■ ASSIGNMENT ■
Your response should consist of the records below, repeated exactly.

▼

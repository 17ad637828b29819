//! Error types.
//!
//! Rendering never fails: unknown tags and malformed persisted payloads fall
//! back to defaults. Errors only surface at the persistence boundary and when
//! producing bitmaps.

use crate::store::UserId;

pub type AvatarResult<T> = Result<T, AvatarError>;

/// Failures reported by an [`AvatarStore`](crate::store::AvatarStore).
///
/// Both variants are recoverable: the editor keeps its working copy so the
/// user can retry.
#[derive(thiserror::Error, Debug, Clone, PartialEq, Eq)]
pub enum StoreError {
    #[error("user {0} not found")]
    NotFound(UserId),

    #[error("avatar store unavailable: {0}")]
    Unavailable(String),
}

impl StoreError {
    pub fn unavailable(msg: impl Into<String>) -> Self {
        Self::Unavailable(msg.into())
    }
}

#[derive(thiserror::Error, Debug)]
pub enum AvatarError {
    #[error("invalid avatar configuration: {0}")]
    Parse(#[from] serde_json::Error),

    #[error("persistence error: {0}")]
    Store(#[from] StoreError),

    #[error("rasterization error: {0}")]
    Raster(String),
}

impl AvatarError {
    pub fn raster(msg: impl Into<String>) -> Self {
        Self::Raster(msg.into())
    }

    /// Returns true if the host may retry the operation that produced this error.
    pub fn is_recoverable(&self) -> bool {
        matches!(self, Self::Store(_))
    }
}

#[cfg(test)]
mod tests {
    use super::*;

    #[test]
    fn display_prefixes_are_stable() {
        let err = AvatarError::from(StoreError::NotFound(UserId(7)));
        assert_eq!(err.to_string(), "persistence error: user 7 not found");

        assert!(
            AvatarError::raster("x")
                .to_string()
                .contains("rasterization error:")
        );

        let parse = serde_json::from_str::<serde_json::Value>("{").unwrap_err();
        assert!(
            AvatarError::from(parse)
                .to_string()
                .starts_with("invalid avatar configuration:")
        );
    }

    #[test]
    fn store_failures_are_recoverable() {
        assert!(AvatarError::from(StoreError::unavailable("offline")).is_recoverable());
        assert!(AvatarError::from(StoreError::NotFound(UserId(3))).is_recoverable());
        assert!(!AvatarError::raster("bad svg").is_recoverable());

        let parse = serde_json::from_str::<serde_json::Value>("[").unwrap_err();
        assert!(!AvatarError::from(parse).is_recoverable());
    }
}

▲

■ SOLUTION FOR THIS EXERCISE ■
repository 17ad637828b29819
//! Error types.
//!
//! Rendering never fails: unknown tags and malformed persisted payloads fall
//! back to defaults. Errors only surface at the persistence boundary and when
//! producing bitmaps.

use crate::store::UserId;

pub type AvatarResult<T> = Result<T, AvatarError>;

/// Failures reported by an [`AvatarStore`](crate::store::AvatarStore).
///
/// Both variants are recoverable: the editor keeps its working copy so the
/// user can retry.
#[derive(thiserror::Error, Debug, Clone, PartialEq, Eq)]
pub enum StoreError {
    #[error("user {0} not found")]
    NotFound(UserId),

    #[error("avatar store unavailable: {0}")]
    Unavailable(String),
}

impl StoreError {
    pub fn unavailable(msg: impl Into<String>) -> Self {
        Self::Unavailable(msg.into())
    }
}

#[derive(thiserror::Error, Debug)]
pub enum AvatarError {
    #[error("invalid avatar configuration: {0}")]
    Parse(#[from] serde_json::Error),

    #[error("persistence error: {0}")]
    Store(#[from] StoreError),

    #[error("rasterization error: {0}")]
    Raster(String),
}

impl AvatarError {
    pub fn raster(msg: impl Into<String>) -> Self {
        Self::Raster(msg.into())
    }

    /// Returns true if the host may retry the operation that produced this error.
    pub fn is_recoverable(&self) -> bool {
        matches!(self, Self::Store(_))
    }
}

#[cfg(test)]
mod tests {
    use super::*;

    #[test]
    fn display_prefixes_are_stable() {
        let err = AvatarError::from(StoreError::NotFound(UserId(7)));
        assert_eq!(err.to_string(), "persistence error: user 7 not found");

        assert!(
            AvatarError::raster("x")
                .to_string()
                .contains("rasterization error:")
        );

        let parse = serde_json::from_str::<serde_json::Value>("{").unwrap_err();
        assert!(
            AvatarError::from(parse)
                .to_string()
                .starts_with("invalid avatar configuration:")
        );
    }

    #[test]
    fn store_failures_are_recoverable() {
        assert!(AvatarError::from(StoreError::unavailable("offline")).is_recoverable());
        assert!(AvatarError::from(StoreError::NotFound(UserId(3))).is_recoverable());
        assert!(!AvatarError::raster("bad svg").is_recoverable());

        let parse = serde_json::from_str::<serde_json::Value>("[").unwrap_err();
        assert!(!AvatarError::from(parse).is_recoverable());
    }
}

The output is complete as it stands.